By Eric on March 24, 2008

Last week, government contractors broke into the presidential candidates’ passport records. Before that, Social Security numbers of visitors to federal nuclear weapons labs were stolen. A year and a half ago, the VA lost insurance data on millions of veterans and active service members. You would think that after so many incidents, the government would get better at securing personal information, right?

Wrong. They did it again.

A government laptop computer containing sensitive medical information on 2,500 patients enrolled in a National Institutes of Health study was stolen in February, potentially exposing seven years’ worth of clinical trial data, including names, medical diagnoses and details of the patients’ heart scans. The information was not encrypted, in violation of the government’s data-security policy.

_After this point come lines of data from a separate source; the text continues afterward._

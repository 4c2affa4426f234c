//! Persists every channel message to the `messages` table.

use std::sync::Arc;

use chrono::Utc;
use ircbot_engine::{Plugin, Registrar};
use ircbot_hooks::DEFAULT_PRIORITY;
use ircbot_storage::{BotStorage, LoggedMessage};
use ircbot_types::{IrcEvent, actions};
use tracing::debug;

pub const NAME: &str = "message-log";

pub struct MessageLogPlugin {
    storage: Arc<BotStorage>,
}

impl MessageLogPlugin {
    pub fn new(storage: Arc<BotStorage>) -> Self {
        Self { storage }
    }
}

fn log_channel_message(storage: &BotStorage, event: &IrcEvent) -> anyhow::Result<()> {
    let IrcEvent::ChannelMessage {
        username,
        channel,
        message,
    } = event
    else {
        return Ok(());
    };
    storage.log_message(&LoggedMessage {
        username: username.clone(),
        channel: channel.clone(),
        message: message.clone(),
        timestamp: Utc::now().timestamp(),
    })?;
    debug!(channel = %channel, "Logged channel message");
    Ok(())
}

impl Plugin for MessageLogPlugin {
    fn name(&self) -> &str {
        NAME
    }

    fn register(&self, registrar: &mut Registrar<'_>) -> anyhow::Result<()> {
        let storage = self.storage.clone();
        registrar.on_action(actions::CHANNEL_MESSAGE, DEFAULT_PRIORITY, move |event, _| {
            log_channel_message(&storage, event)
        });
        Ok(())
    }
}
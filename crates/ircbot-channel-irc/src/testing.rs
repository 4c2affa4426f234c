//! Scripted in-memory transport for driving the poll loop in tests.
//!
//! Each call to `wait_readable` consumes one scripted step. Once the script
//! runs out the transport reports [`TransportError::Closed`], which ends the
//! loop.

use std::collections::VecDeque;
use std::sync::{Arc, Mutex};
use std::time::Duration;

use async_trait::async_trait;

use crate::transport::{Readiness, Transport, TransportError};

/// One scripted poll-loop iteration.
#[derive(Debug, Clone)]
pub enum Step {
    /// Data becomes readable and the next `read` returns these bytes.
    Data(Vec<u8>),
    /// The wait times out with nothing to read.
    Idle,
}

/// Handle for inspecting what a [`ScriptedTransport`] was asked to write.
#[derive(Debug, Clone, Default)]
pub struct WriteLog(Arc<Mutex<Vec<String>>>);

impl WriteLog {
    pub fn lines(&self) -> Vec<String> {
        self.0.lock().map(|w| w.clone()).unwrap_or_default()
    }

    pub fn contains(&self, line: &str) -> bool {
        self.lines().iter().any(|l| l == line)
    }
}

#[derive(Debug, Default)]
pub struct ScriptedTransport {
    script: VecDeque<Step>,
    ready: Option<Vec<u8>>,
    writes: WriteLog,
    connected: bool,
    fail_connect: bool,
}

impl ScriptedTransport {
    pub fn new(script: impl IntoIterator<Item = Step>) -> Self {
        Self {
            script: script.into_iter().collect(),
            ..Self::default()
        }
    }

    /// Script made of one read per line.
    pub fn from_lines(lines: &[&str]) -> Self {
        Self::new(
            lines
                .iter()
                .map(|l| Step::Data(format!("{l}\r\n").into_bytes())),
        )
    }

    /// Make `connect` fail.
    pub fn refusing() -> Self {
        Self {
            fail_connect: true,
            ..Self::default()
        }
    }

    pub fn write_log(&self) -> WriteLog {
        self.writes.clone()
    }
}

#[async_trait]
impl Transport for ScriptedTransport {
    async fn connect(&mut self) -> Result<(), TransportError> {
        if self.fail_connect {
            return Err(TransportError::Connect {
                addr: "scripted".into(),
                source: std::io::Error::from(std::io::ErrorKind::ConnectionRefused),
            });
        }
        self.connected = true;
        Ok(())
    }

    async fn wait_readable(&mut self, _timeout: Duration) -> Result<Readiness, TransportError> {
        if !self.connected {
            return Err(TransportError::NotConnected);
        }
        match self.script.pop_front() {
            Some(Step::Data(bytes)) => {
                self.ready = Some(bytes);
                Ok(Readiness::Ready)
            }
            Some(Step::Idle) => Ok(Readiness::Timeout),
            None => Err(TransportError::Closed),
        }
    }

    async fn read(&mut self, max_bytes: usize) -> Result<Vec<u8>, TransportError> {
        let mut bytes = self.ready.take().unwrap_or_default();
        if bytes.len() > max_bytes {
            let rest = bytes.split_off(max_bytes);
            self.script.push_front(Step::Data(rest));
        }
        Ok(bytes)
    }

    async fn write(&mut self, data: &[u8]) -> Result<(), TransportError> {
        if !self.connected {
            return Err(TransportError::NotConnected);
        }
        if let Ok(mut writes) = self.writes.0.lock() {
            writes.push(String::from_utf8_lossy(data).to_string());
        }
        Ok(())
    }

    async fn close(&mut self) -> Result<(), TransportError> {
        self.connected = false;
        Ok(())
    }
}
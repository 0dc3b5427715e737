//! Error types for `museum-core`.

use chrono::NaiveDate;
use thiserror::Error;

#[derive(Debug, Error)]
pub enum Error {
  #[error("invalid date: {0:?}")]
  InvalidDate(String),

  #[error("date {0} is in the future")]
  FutureDate(NaiveDate),

  #[error("birth date {birth} must precede death date {death}")]
  DeathBeforeBirth { birth: NaiveDate, death: NaiveDate },
}

pub type Result<T, E = Error> = std::result::Result<T, E>;

/// Classification the web layer needs from a backend error. Validation
/// failures use [`Error`] directly and never reach a backend.
pub trait CatalogError: std::error::Error + Send + Sync + 'static {
  /// The requested root entity does not exist.
  fn is_not_found(&self) -> bool;
}
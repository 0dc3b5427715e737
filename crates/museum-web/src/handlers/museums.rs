//! Handlers for `/museums` endpoints.
//!
//! | Method | Path | Notes |
//! |--------|------|-------|
//! | `GET`  | `/museums` | |
//! | `GET`  | `/museums/{id}` | 404 if not found |
//! | `GET`  | `/museums/create` | Empty form |
//! | `POST` | `/museums/create` | Redirects to `/museums` |

use axum::{
  extract::{Path, State},
  response::{Html, Redirect},
};
use museum_core::catalog::Catalog;

use crate::{
  AppState,
  error::Error,
  form::{self, FormFields},
  handlers::today,
};

/// `GET /museums`
pub async fn list<S>(State(state): State<AppState<S>>) -> Result<Html<String>, Error>
where
  S: Catalog + Clone + 'static,
{
  let museums = state.store.list_museums().await.map_err(Error::store)?;
  Ok(Html(museum_pages::museums_list(&museums)))
}

/// `GET /museums/{id}`
pub async fn get_one<S>(
  State(state): State<AppState<S>>,
  Path(id): Path<i64>,
) -> Result<Html<String>, Error>
where
  S: Catalog + Clone + 'static,
{
  let detail = state.store.get_museum(id).await.map_err(Error::store)?;
  Ok(Html(museum_pages::museum_detail(&detail)))
}

/// `GET /museums/create`
pub async fn create_form<S>(State(state): State<AppState<S>>) -> Result<Html<String>, Error>
where
  S: Catalog + Clone + 'static,
{
  let cities = state.store.list_cities().await.map_err(Error::store)?;
  Ok(Html(museum_pages::museum_form(&cities)))
}

/// `POST /museums/create`
pub async fn create<S>(
  State(state): State<AppState<S>>,
  fields: FormFields,
) -> Result<Redirect, Error>
where
  S: Catalog + Clone + 'static,
{
  let input = form::museum(&fields, today())?;
  state.store.create_museum(input).await.map_err(Error::store)?;
  Ok(Redirect::to("/museums"))
}
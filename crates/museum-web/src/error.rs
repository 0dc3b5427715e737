//! Error types and axum `IntoResponse` implementation.

use axum::{
  http::StatusCode,
  response::{Html, IntoResponse, Response},
};
use museum_core::CatalogError;
use thiserror::Error;

#[derive(Debug, Error)]
pub enum Error {
  #[error("not found")]
  NotFound,
  #[error("bad request: {0}")]
  BadRequest(String),
  #[error("store error: {0}")]
  Store(#[source] Box<dyn std::error::Error + Send + Sync>),
}

impl Error {
  /// Classify a backend error: missing root entities become 404, anything
  /// else (integrity violations included) is a server error.
  pub fn store<E: CatalogError>(e: E) -> Self {
    if e.is_not_found() {
      Error::NotFound
    } else {
      Error::Store(Box::new(e))
    }
  }
}

/// Validation failures from the core crate are the client's fault.
impl From<museum_core::Error> for Error {
  fn from(e: museum_core::Error) -> Self { Error::BadRequest(e.to_string()) }
}

impl IntoResponse for Error {
  fn into_response(self) -> Response {
    let (status, title, message) = match self {
      Error::NotFound => {
        (StatusCode::NOT_FOUND, "Not Found", "No such record.".to_string())
      }
      Error::BadRequest(msg) => (StatusCode::BAD_REQUEST, "Bad Request", msg),
      Error::Store(e) => {
        tracing::error!(error = %e, "store failure");
        (
          StatusCode::INTERNAL_SERVER_ERROR,
          "Server Error",
          "The request could not be completed.".to_string(),
        )
      }
    };
    (status, Html(museum_pages::error_page(title, &message))).into_response()
  }
}

#[cfg(test)]
mod tests {
  use super::*;

  #[derive(Debug, Error)]
  enum FakeStoreError {
    #[error("gone")]
    Gone,
    #[error("integrity violation: FOREIGN KEY constraint failed")]
    Broken,
  }

  impl CatalogError for FakeStoreError {
    fn is_not_found(&self) -> bool { matches!(self, Self::Gone) }
  }

  #[test]
  fn store_errors_are_classified() {
    assert!(matches!(Error::store(FakeStoreError::Gone), Error::NotFound));
    assert!(matches!(Error::store(FakeStoreError::Broken), Error::Store(_)));
  }

  #[test]
  fn validation_errors_are_bad_requests() {
    let e: Error = museum_core::Error::InvalidDate("soon".into()).into();
    assert_eq!(e.into_response().status(), StatusCode::BAD_REQUEST);
  }

  #[tokio::test]
  async fn server_error_body_is_generic() {
    let resp = Error::store(FakeStoreError::Broken).into_response();
    assert_eq!(resp.status(), StatusCode::INTERNAL_SERVER_ERROR);
    let bytes = axum::body::to_bytes(resp.into_body(), usize::MAX).await.unwrap();
    let html = String::from_utf8(bytes.to_vec()).unwrap();
    assert!(html.contains("could not be completed"), "{html}");
    assert!(!html.contains("FOREIGN KEY"), "{html}");
  }
}
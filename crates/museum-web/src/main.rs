//! museum-web server binary.
//!
//! Reads `config.toml` (or the path given with `--config`), opens the SQLite
//! catalog, making sure its schema exists, and serves the site over HTTP.
//!
//! Every setting can be overridden from the environment, e.g.
//!
//! ```text
//! MUSEUM_PORT=8080 MUSEUM_DATABASE_PATH=~/museum.db cargo run -p museum-web --bin server
//! ```

use std::path::{Path, PathBuf};
use std::sync::Arc;

use anyhow::Context as _;
use clap::Parser;
use museum_store_sqlite::SqliteStore;
use museum_web::{AppState, ServerConfig};
use tokio::net::TcpListener;
use tracing::level_filters::LevelFilter;
use tracing_subscriber::EnvFilter;

#[derive(Parser)]
#[command(author, version, about = "Museum catalog server")]
struct Cli {
  /// Path to the TOML configuration file.
  #[arg(short, long, default_value = "config.toml")]
  config: PathBuf,
}

#[tokio::main]
async fn main() -> anyhow::Result<()> {
  tracing_subscriber::fmt()
    .with_env_filter(
      EnvFilter::builder()
        .with_default_directive(LevelFilter::INFO.into())
        .from_env_lossy(),
    )
    .init();

  let cli = Cli::parse();

  let server_cfg = ServerConfig::load(&cli.config)
    .with_context(|| format!("failed to load configuration from {:?}", cli.config))?;

  let store_path = expand_tilde(&server_cfg.database_path);

  let store = SqliteStore::open(&store_path)
    .await
    .with_context(|| format!("failed to open catalog at {store_path:?}"))?;
  tracing::info!(path = ?store_path, "catalog schema ready");

  let state = AppState { store: Arc::new(store) };

  let app = museum_web::router(state);
  let address = format!("{}:{}", server_cfg.host, server_cfg.port);

  tracing::info!("Listening on http://{address}");
  let listener = TcpListener::bind(&address)
    .await
    .with_context(|| format!("failed to bind {address}"))?;

  axum::serve(listener, app)
    .with_graceful_shutdown(shutdown_signal())
    .await
    .context("server error")?;

  Ok(())
}

async fn shutdown_signal() {
  if tokio::signal::ctrl_c().await.is_ok() {
    tracing::info!("shutting down");
  }
}

/// Expand a leading `~` to the user's home directory.
fn expand_tilde(path: &Path) -> PathBuf {
  let s = path.to_string_lossy();
  if let Some(rest) = s.strip_prefix("~/")
    && let Ok(home) = std::env::var("HOME")
  {
    return PathBuf::from(home).join(rest);
  }
  path.to_path_buf()
}
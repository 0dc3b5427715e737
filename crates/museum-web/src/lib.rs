//! HTTP layer for the museum catalog.
//!
//! Exposes an axum [`Router`] serving server-rendered pages backed by any
//! [`Catalog`].

pub mod error;
pub mod form;
pub mod handlers;

pub use error::Error;

use std::{
  path::{Path, PathBuf},
  sync::Arc,
};

use axum::{Router, routing::get};
use museum_core::catalog::Catalog;
use serde::Deserialize;
use tower_http::trace::TraceLayer;

use handlers::{exhibits, museums, persons};

// ─── Configuration ────────────────────────────────────────────────────────────

/// Runtime server configuration.
#[derive(Debug, Deserialize, Clone)]
pub struct ServerConfig {
  pub host:          String,
  pub port:          u16,
  pub database_path: PathBuf,
}

impl ServerConfig {
  /// Layer defaults, the TOML file at `path` (if it exists) and `MUSEUM_*`
  /// environment variables, later sources winning.
  pub fn load(path: &Path) -> Result<Self, config::ConfigError> {
    config::Config::builder()
      .set_default("host", "0.0.0.0")?
      .set_default("port", 5024_i64)?
      .set_default("database_path", "main.db")?
      .add_source(config::File::from(path).required(false))
      .add_source(config::Environment::with_prefix("MUSEUM"))
      .build()?
      .try_deserialize()
  }
}

// ─── Application state ────────────────────────────────────────────────────────

/// Shared state threaded through all axum handlers.
#[derive(Clone)]
pub struct AppState<S: Catalog> {
  pub store: Arc<S>,
}

// ─── Router ───────────────────────────────────────────────────────────────────

/// Build the application [`Router`]. Every page also answers with a
/// trailing slash.
pub fn router<S>(state: AppState<S>) -> Router
where
  S: Catalog + Clone + 'static,
{
  Router::new()
    .route("/ping",             get(handlers::ping))
    .route("/",                 get(exhibits::index::<S>))
    .route("/exhibits/create",  get(exhibits::create_form::<S>).post(exhibits::create::<S>))
    .route("/exhibits/create/", get(exhibits::create_form::<S>).post(exhibits::create::<S>))
    .route("/museums",          get(museums::list::<S>))
    .route("/museums/",         get(museums::list::<S>))
    .route("/museums/create",   get(museums::create_form::<S>).post(museums::create::<S>))
    .route("/museums/create/",  get(museums::create_form::<S>).post(museums::create::<S>))
    .route("/museums/{id}",     get(museums::get_one::<S>))
    .route("/museums/{id}/",    get(museums::get_one::<S>))
    .route("/persons",          get(persons::list::<S>))
    .route("/persons/",         get(persons::list::<S>))
    .route("/persons/create",   get(persons::create_form::<S>).post(persons::create::<S>))
    .route("/persons/create/",  get(persons::create_form::<S>).post(persons::create::<S>))
    .route("/persons/{id}",     get(persons::get_one::<S>))
    .route("/persons/{id}/",    get(persons::get_one::<S>))
    .layer(TraceLayer::new_for_http())
    .with_state(state)
}

// ─── Integration tests ────────────────────────────────────────────────────────
//! Error type for `museum-store-sqlite`.

use museum_core::CatalogError;
use rusqlite::ErrorCode;
use thiserror::Error;

#[derive(Debug, Error)]
pub enum Error {
  #[error("database error: {0}")]
  Database(tokio_rusqlite::Error),

  /// A UNIQUE or FOREIGN KEY constraint rejected a write. No recovery path
  /// exists; the enclosing transaction has been rolled back.
  #[error("integrity violation: {0}")]
  IntegrityViolation(String),

  #[error("date parse error: {0}")]
  DateParse(String),

  #[error("museum not found: {0}")]
  MuseumNotFound(i64),

  #[error("person not found: {0}")]
  PersonNotFound(i64),
}

impl From<tokio_rusqlite::Error> for Error {
  fn from(e: tokio_rusqlite::Error) -> Self {
    match e {
      tokio_rusqlite::Error::Rusqlite(rusqlite::Error::SqliteFailure(
        ref failure,
        ref msg,
      )) if failure.code == ErrorCode::ConstraintViolation => {
        Error::IntegrityViolation(
          msg.clone().unwrap_or_else(|| failure.to_string()),
        )
      }
      other => Error::Database(other),
    }
  }
}

impl CatalogError for Error {
  fn is_not_found(&self) -> bool {
    matches!(self, Error::MuseumNotFound(_) | Error::PersonNotFound(_))
  }
}

pub type Result<T, E = Error> = std::result::Result<T, E>;
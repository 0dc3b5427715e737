//! Handlers for `/persons` endpoints.
//!
//! | Method | Path | Notes |
//! |--------|------|-------|
//! | `GET`  | `/persons` | |
//! | `GET`  | `/persons/{id}` | 404 if not found |
//! | `GET`  | `/persons/create` | Empty form |
//! | `POST` | `/persons/create` | Redirects to `/persons` |

use axum::{
  extract::{Path, State},
  response::{Html, Redirect},
};
use museum_core::catalog::Catalog;

use crate::{
  AppState,
  error::Error,
  form::{self, FormFields},
  handlers::today,
};

/// `GET /persons`
pub async fn list<S>(State(state): State<AppState<S>>) -> Result<Html<String>, Error>
where
  S: Catalog + Clone + 'static,
{
  let persons = state.store.list_persons().await.map_err(Error::store)?;
  Ok(Html(museum_pages::persons_list(&persons)))
}

/// `GET /persons/{id}`
pub async fn get_one<S>(
  State(state): State<AppState<S>>,
  Path(id): Path<i64>,
) -> Result<Html<String>, Error>
where
  S: Catalog + Clone + 'static,
{
  let detail = state.store.get_person(id).await.map_err(Error::store)?;
  Ok(Html(museum_pages::person_detail(&detail)))
}

/// `GET /persons/create`
pub async fn create_form<S>(State(state): State<AppState<S>>) -> Result<Html<String>, Error>
where
  S: Catalog + Clone + 'static,
{
  let countries = state.store.list_countries().await.map_err(Error::store)?;
  let exhibits = state.store.list_exhibits().await.map_err(Error::store)?;
  Ok(Html(museum_pages::person_form(&countries, &exhibits)))
}

/// `POST /persons/create`
pub async fn create<S>(
  State(state): State<AppState<S>>,
  fields: FormFields,
) -> Result<Redirect, Error>
where
  S: Catalog + Clone + 'static,
{
  let input = form::person(&fields, today())?;
  state.store.create_person(input).await.map_err(Error::store)?;
  Ok(Redirect::to("/persons"))
}
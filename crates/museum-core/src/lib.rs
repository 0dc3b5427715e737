//! Core types and trait definitions for the museum catalog.
//!
//! This crate has no HTTP or database dependencies.
//! The store, page renderer and web crates all depend on it.

// Native `async fn` in traits; `Send` bounds are spelled out on the trait.
#![allow(async_fn_in_trait)]

pub mod catalog;
pub mod error;
pub mod graph;
pub mod model;
pub mod validate;

pub use error::{CatalogError, Error, Result};
pub mod exhibits;
pub mod museums;
pub mod persons;

use chrono::{Local, NaiveDate};

/// The server's local calendar date, the reference point for "not in the
/// future".
pub(crate) fn today() -> NaiveDate { Local::now().date_naive() }

/// `GET /ping`
pub async fn ping() -> &'static str { "pong" }
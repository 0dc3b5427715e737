//! The `Catalog` trait.
//!
//! Implemented by storage backends (e.g. `museum-store-sqlite`). The web
//! layer depends on this abstraction, not on any concrete backend.

use std::future::Future;

use crate::{
  error::CatalogError,
  graph::{ExhibitOverview, MuseumDetail, PersonDetail},
  model::{
    City, Country, Exhibit, ExhibitType, Museum, NewExhibit, NewMuseum,
    NewPerson, Person, Table,
  },
};

/// Abstraction over a museum catalog backend.
///
/// Rows are only ever inserted. Every write method is atomic: either the root
/// row and all of its association rows are persisted, or none are.
pub trait Catalog: Send + Sync {
  type Error: CatalogError;

  // ── Flat lists ────────────────────────────────────────────────────────

  fn list_countries(
    &self,
  ) -> impl Future<Output = Result<Vec<Country>, Self::Error>> + Send + '_;

  fn list_cities(
    &self,
  ) -> impl Future<Output = Result<Vec<City>, Self::Error>> + Send + '_;

  fn list_types(
    &self,
  ) -> impl Future<Output = Result<Vec<ExhibitType>, Self::Error>> + Send + '_;

  fn list_museums(
    &self,
  ) -> impl Future<Output = Result<Vec<Museum>, Self::Error>> + Send + '_;

  fn list_persons(
    &self,
  ) -> impl Future<Output = Result<Vec<Person>, Self::Error>> + Send + '_;

  fn list_exhibits(
    &self,
  ) -> impl Future<Output = Result<Vec<Exhibit>, Self::Error>> + Send + '_;

  // ── Graphs ────────────────────────────────────────────────────────────

  /// Museum with city, country and typed exhibits.
  ///
  /// Fails with a not-found error when `id` does not exist; never returns an
  /// empty structure.
  fn get_museum(
    &self,
    id: i64,
  ) -> impl Future<Output = Result<MuseumDetail, Self::Error>> + Send + '_;

  /// Person with death record, countries and typed exhibits.
  fn get_person(
    &self,
    id: i64,
  ) -> impl Future<Output = Result<PersonDetail, Self::Error>> + Send + '_;

  /// Every exhibit with its type, museum and distinct persons, ordered by
  /// exhibit id descending.
  fn exhibits_overview(
    &self,
  ) -> impl Future<Output = Result<Vec<ExhibitOverview>, Self::Error>> + Send + '_;

  // ── Ids ───────────────────────────────────────────────────────────────

  /// The id the next insert into `table` would receive: one past the
  /// current maximum, or `1` for an empty table.
  fn next_id(
    &self,
    table: Table,
  ) -> impl Future<Output = Result<i64, Self::Error>> + Send + '_;

  // ── Writes ────────────────────────────────────────────────────────────

  fn insert_country(
    &self,
    name: String,
  ) -> impl Future<Output = Result<Country, Self::Error>> + Send + '_;

  fn insert_city(
    &self,
    name: String,
    country_id: i64,
  ) -> impl Future<Output = Result<City, Self::Error>> + Send + '_;

  fn insert_type(
    &self,
    name: String,
  ) -> impl Future<Output = Result<ExhibitType, Self::Error>> + Send + '_;

  fn create_museum(
    &self,
    input: NewMuseum,
  ) -> impl Future<Output = Result<Museum, Self::Error>> + Send + '_;

  /// Insert the person, its optional death row and both association sets.
  fn create_person(
    &self,
    input: NewPerson,
  ) -> impl Future<Output = Result<Person, Self::Error>> + Send + '_;

  /// Insert the exhibit and its person associations.
  fn create_exhibit(
    &self,
    input: NewExhibit,
  ) -> impl Future<Output = Result<Exhibit, Self::Error>> + Send + '_;
}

NIH officials made no public comment about the theft and did not send letters notifying the affected patients of the breach until last Thursday — almost a month later. They said they hesitated because of concerns that they would provoke undue alarm.
…
“The shocking part here is we now have personally identifiable information — name and age — linked to clinical data,” said Leslie Harris, executive director of the Center for Democracy & Technology. “If somebody does not want to share the fact that they’re in a clinical trial or the fact they’ve got a heart disease, this is very, very serious. The risk of identity theft and of revealing highly personal information about your health are closely linked here.”

The laptop contained patients’ names, dates of birth, and medical records, so nobody thought the situation warranted an immediate response:

According to a chronology provided by Dambrauskas, three offices that focus on information security within NIH and the Department of Health and Human Services were contacted within three days of the theft.

But officials did not report it to the NHLBI Institutional Review Board — whose job is to protect the well-being of patients in research — until Feb. 29, six days after the theft. That put the matter on the board’s agenda for its next meeting, on March 4, according to the board’s chairman, Alison Wichman.

“We didn’t feel that subjects were at immediate risk,” she said. “We felt that we had some time to be thorough in our evaluation. In the end, that may or may not have been appropriate.”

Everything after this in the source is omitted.